Records provided:
═══
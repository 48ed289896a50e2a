//! Query and document clients.
//!
//! The clients turn builders into requests and hand them to a transport.
//! Transports implement [`SearchService`] or [`DocumentService`]; signing,
//! retries and HTTP belong to the transport and are not part of this crate.

use crate::config::ClientConfig;
use crate::document::DocumentBatch;
use crate::error::Result;
use crate::query::{QueryParams, SearchQuery};

/// Executes search requests.
pub trait SearchService {
    /// Response type produced by the service.
    type Response;

    /// Execute a single search.
    fn search(&self, params: &QueryParams) -> Result<Self::Response>;

    /// Execute several searches.
    ///
    /// The default implementation runs them one after another and stops at
    /// the first failure.
    fn search_many(&self, batch: &[QueryParams]) -> Result<Vec<Self::Response>> {
        batch.iter().map(|params| self.search(params)).collect()
    }
}

/// Uploads document batches.
pub trait DocumentService {
    /// Response type produced by the service.
    type Response;

    /// Send a batch of document operations.
    fn send_batch(&self, batch: &DocumentBatch) -> Result<Self::Response>;
}

/// A query handed to a [`QueryClient`].
#[derive(Debug, Clone)]
pub enum QueryRequest {
    /// A builder, built when the request is dispatched.
    Query(SearchQuery),
    /// A parameter mapping passed through as is.
    Params(QueryParams),
}

impl QueryRequest {
    /// Resolve the request to its parameter mapping.
    pub fn into_params(self) -> Result<QueryParams> {
        match self {
            QueryRequest::Query(query) => query.build(),
            QueryRequest::Params(params) => Ok(params),
        }
    }
}

impl From<SearchQuery> for QueryRequest {
    fn from(query: SearchQuery) -> Self {
        QueryRequest::Query(query)
    }
}

impl From<&SearchQuery> for QueryRequest {
    fn from(query: &SearchQuery) -> Self {
        QueryRequest::Query(query.clone())
    }
}

impl From<QueryParams> for QueryRequest {
    fn from(params: QueryParams) -> Self {
        QueryRequest::Params(params)
    }
}

/// Client for the search endpoint.
///
/// ```
/// use cloudsearch_query::client::{QueryClient, SearchService};
/// use cloudsearch_query::error::Result;
/// use cloudsearch_query::query::QueryParams;
///
/// struct Echo;
///
/// impl SearchService for Echo {
///     type Response = String;
///
///     fn search(&self, params: &QueryParams) -> Result<String> {
///         Ok(params.to_query_string())
///     }
/// }
///
/// let client = QueryClient::new(Echo);
/// let mut query = client.new_query();
/// query.q("dune");
/// assert_eq!(client.query(query).unwrap(), "q=dune");
/// ```
#[derive(Debug)]
pub struct QueryClient<S> {
    service: S,
    config: Option<ClientConfig>,
}

impl<S: SearchService> QueryClient<S> {
    /// Create a client over a search service.
    pub fn new(service: S) -> Self {
        QueryClient {
            service,
            config: None,
        }
    }

    /// Create a client that also knows its endpoint settings.
    pub fn with_config(service: S, config: ClientConfig) -> Result<Self> {
        config.validate()?;
        Ok(QueryClient {
            service,
            config: Some(config),
        })
    }

    /// Get the endpoint settings, if any.
    pub fn config(&self) -> Option<&ClientConfig> {
        self.config.as_ref()
    }

    /// Get the underlying service.
    pub fn service(&self) -> &S {
        &self.service
    }

    /// Start a new query.
    pub fn new_query(&self) -> SearchQuery {
        SearchQuery::new()
    }

    /// Run one query.
    pub fn query<R: Into<QueryRequest>>(&self, request: R) -> Result<S::Response> {
        let params = request.into().into_params()?;
        log::debug!("dispatching search with {} parameters", params.len());
        self.service.search(&params)
    }

    /// Run several queries.
    ///
    /// Every request is resolved before anything is dispatched, so a builder
    /// that fails to build aborts the whole batch.
    pub fn multi_query<I, R>(&self, requests: I) -> Result<Vec<S::Response>>
    where
        I: IntoIterator<Item = R>,
        R: Into<QueryRequest>,
    {
        let batch = requests
            .into_iter()
            .map(|request| request.into().into_params())
            .collect::<Result<Vec<_>>>()?;
        log::debug!("dispatching {} searches", batch.len());
        self.service.search_many(&batch)
    }
}

/// Client for the document batch endpoint.
#[derive(Debug)]
pub struct DocClient<S> {
    service: S,
}

impl<S: DocumentService> DocClient<S> {
    /// Create a client over a document service.
    pub fn new(service: S) -> Self {
        DocClient { service }
    }

    /// Get the underlying service.
    pub fn service(&self) -> &S {
        &self.service
    }

    /// Upload a batch.
    pub fn upload(&self, batch: &DocumentBatch) -> Result<S::Response> {
        batch.ensure_not_empty()?;
        log::debug!(
            "uploading batch: {} adds, {} deletes",
            batch.adds(),
            batch.deletes()
        );
        self.service.send_batch(batch)
    }
}
//! Unsigned integer literals for `filter` expressions, facet constraints and thresholds.
//!
//! Within a query an unsigned value is either an exact number or a range that
//! may be open on either end. Every input shape renders to a string:
//!
//! | input | rendering |
//! |---|---|
//! | `12`, `"12"` | `12` |
//! | `(Some(12), Some(20))`, `"12..20"`, `12..=20` | `12..20` |
//! | `(Some(12), None)`, `"12.."`, `12..` | `12..` |
//! | `(None, Some(20))`, `"..20"`, `..=20` | `..20` |

use std::fmt;
use std::ops::{RangeFrom, RangeInclusive, RangeToInclusive};
use std::str::FromStr;
use std::sync::LazyLock;

use regex::Regex;
use serde::{Deserialize, Serialize};

use crate::error::{CloudSearchError, Result};

static EXACT_PATTERN: LazyLock<Regex> = LazyLock::new(|| Regex::new(r"^(\d+)$").unwrap());
static FROM_PATTERN: LazyLock<Regex> = LazyLock::new(|| Regex::new(r"^(\d+)\.\.(\d+)?$").unwrap());
static TO_PATTERN: LazyLock<Regex> = LazyLock::new(|| Regex::new(r"^(\d+)?\.\.(\d+)$").unwrap());

/// An exact unsigned integer or an (optionally open-ended) inclusive range.
#[derive(Debug, Clone, Copy, PartialEq, Eq, Hash, Serialize, Deserialize)]
#[serde(rename_all = "lowercase")]
pub enum UintOrRange {
    /// An exact value.
    Exact(u64),
    /// A range; `None` leaves that end open.
    Range {
        /// Lower bound.
        from: Option<u64>,
        /// Upper bound.
        to: Option<u64>,
    },
}

impl UintOrRange {
    /// Create an exact value.
    pub fn exact(value: u64) -> Self {
        UintOrRange::Exact(value)
    }

    /// Create a range from optional bounds.
    pub fn range(from: Option<u64>, to: Option<u64>) -> Self {
        UintOrRange::Range { from, to }
    }

    /// Create a range open on the upper end.
    pub fn at_least(from: u64) -> Self {
        UintOrRange::range(Some(from), None)
    }

    /// Create a range open on the lower end.
    pub fn at_most(to: u64) -> Self {
        UintOrRange::range(None, Some(to))
    }

    /// A range open on both ends. Renders as `..`.
    pub fn unbounded() -> Self {
        UintOrRange::range(None, None)
    }

    /// Parse the `N`, `N..`, `N..M` and `..M` forms.
    ///
    /// The exact form is tried first, then the lower-bounded and the
    /// upper-bounded range forms. Input matching none of them is rejected.
    pub fn parse(input: &str) -> Result<Self> {
        if let Some(caps) = EXACT_PATTERN.captures(input) {
            return Ok(UintOrRange::Exact(parse_bound(&caps[1], input)?));
        }

        if let Some(caps) = FROM_PATTERN.captures(input) {
            let from = parse_bound(&caps[1], input)?;
            let to = caps
                .get(2)
                .map(|m| parse_bound(m.as_str(), input))
                .transpose()?;
            return Ok(UintOrRange::range(Some(from), to));
        }

        if let Some(caps) = TO_PATTERN.captures(input) {
            let from = caps
                .get(1)
                .map(|m| parse_bound(m.as_str(), input))
                .transpose()?;
            let to = parse_bound(&caps[2], input)?;
            return Ok(UintOrRange::range(from, Some(to)));
        }

        Err(CloudSearchError::malformed(format!(
            "'{input}' is not an unsigned integer or range (expected N, N.., N..M or ..M)"
        )))
    }

    /// Check whether this is an exact value.
    pub fn is_exact(&self) -> bool {
        matches!(self, UintOrRange::Exact(_))
    }

    /// Render the wire form.
    pub fn build(&self) -> String {
        match self {
            UintOrRange::Exact(value) => value.to_string(),
            UintOrRange::Range { from, to } => format!(
                "{}..{}",
                from.map(|v| v.to_string()).unwrap_or_default(),
                to.map(|v| v.to_string()).unwrap_or_default()
            ),
        }
    }
}

fn parse_bound(digits: &str, input: &str) -> Result<u64> {
    digits
        .parse::<u64>()
        .map_err(|e| CloudSearchError::malformed(format!("'{input}': {e}")))
}

fn clamp_signed(value: i64) -> u64 {
    value.max(0) as u64
}

impl fmt::Display for UintOrRange {
    fn fmt(&self, f: &mut fmt::Formatter<'_>) -> fmt::Result {
        f.write_str(&self.build())
    }
}

impl FromStr for UintOrRange {
    type Err = CloudSearchError;

    fn from_str(s: &str) -> Result<Self> {
        UintOrRange::parse(s)
    }
}

impl TryFrom<&str> for UintOrRange {
    type Error = CloudSearchError;

    fn try_from(value: &str) -> Result<Self> {
        UintOrRange::parse(value)
    }
}

impl TryFrom<String> for UintOrRange {
    type Error = CloudSearchError;

    fn try_from(value: String) -> Result<Self> {
        UintOrRange::parse(&value)
    }
}

impl From<&UintOrRange> for UintOrRange {
    fn from(value: &UintOrRange) -> Self {
        *value
    }
}

impl From<u64> for UintOrRange {
    fn from(value: u64) -> Self {
        UintOrRange::Exact(value)
    }
}

impl From<u32> for UintOrRange {
    fn from(value: u32) -> Self {
        UintOrRange::Exact(u64::from(value))
    }
}

impl From<usize> for UintOrRange {
    fn from(value: usize) -> Self {
        UintOrRange::Exact(value as u64)
    }
}

impl From<i64> for UintOrRange {
    fn from(value: i64) -> Self {
        UintOrRange::Exact(clamp_signed(value))
    }
}

impl From<i32> for UintOrRange {
    fn from(value: i32) -> Self {
        UintOrRange::Exact(clamp_signed(i64::from(value)))
    }
}

impl From<f64> for UintOrRange {
    fn from(value: f64) -> Self {
        // `as` truncates and saturates; NaN becomes 0.
        UintOrRange::Exact(value.max(0.0) as u64)
    }
}

impl From<bool> for UintOrRange {
    fn from(value: bool) -> Self {
        UintOrRange::Exact(u64::from(value))
    }
}

impl From<(Option<i64>, Option<i64>)> for UintOrRange {
    fn from((from, to): (Option<i64>, Option<i64>)) -> Self {
        UintOrRange::range(from.map(clamp_signed), to.map(clamp_signed))
    }
}

impl From<[Option<i64>; 2]> for UintOrRange {
    fn from([from, to]: [Option<i64>; 2]) -> Self {
        UintOrRange::from((from, to))
    }
}

impl From<RangeInclusive<u64>> for UintOrRange {
    fn from(range: RangeInclusive<u64>) -> Self {
        let (from, to) = range.into_inner();
        UintOrRange::range(Some(from), Some(to))
    }
}

impl From<RangeFrom<u64>> for UintOrRange {
    fn from(range: RangeFrom<u64>) -> Self {
        UintOrRange::at_least(range.start)
    }
}

impl From<RangeToInclusive<u64>> for UintOrRange {
    fn from(range: RangeToInclusive<u64>) -> Self {
        UintOrRange::at_most(range.end)
    }
}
═══
Search the records above for "enum". Copy each line where it is found.

Task solution:
pub enum QueryRequest {
pub enum UintOrRange {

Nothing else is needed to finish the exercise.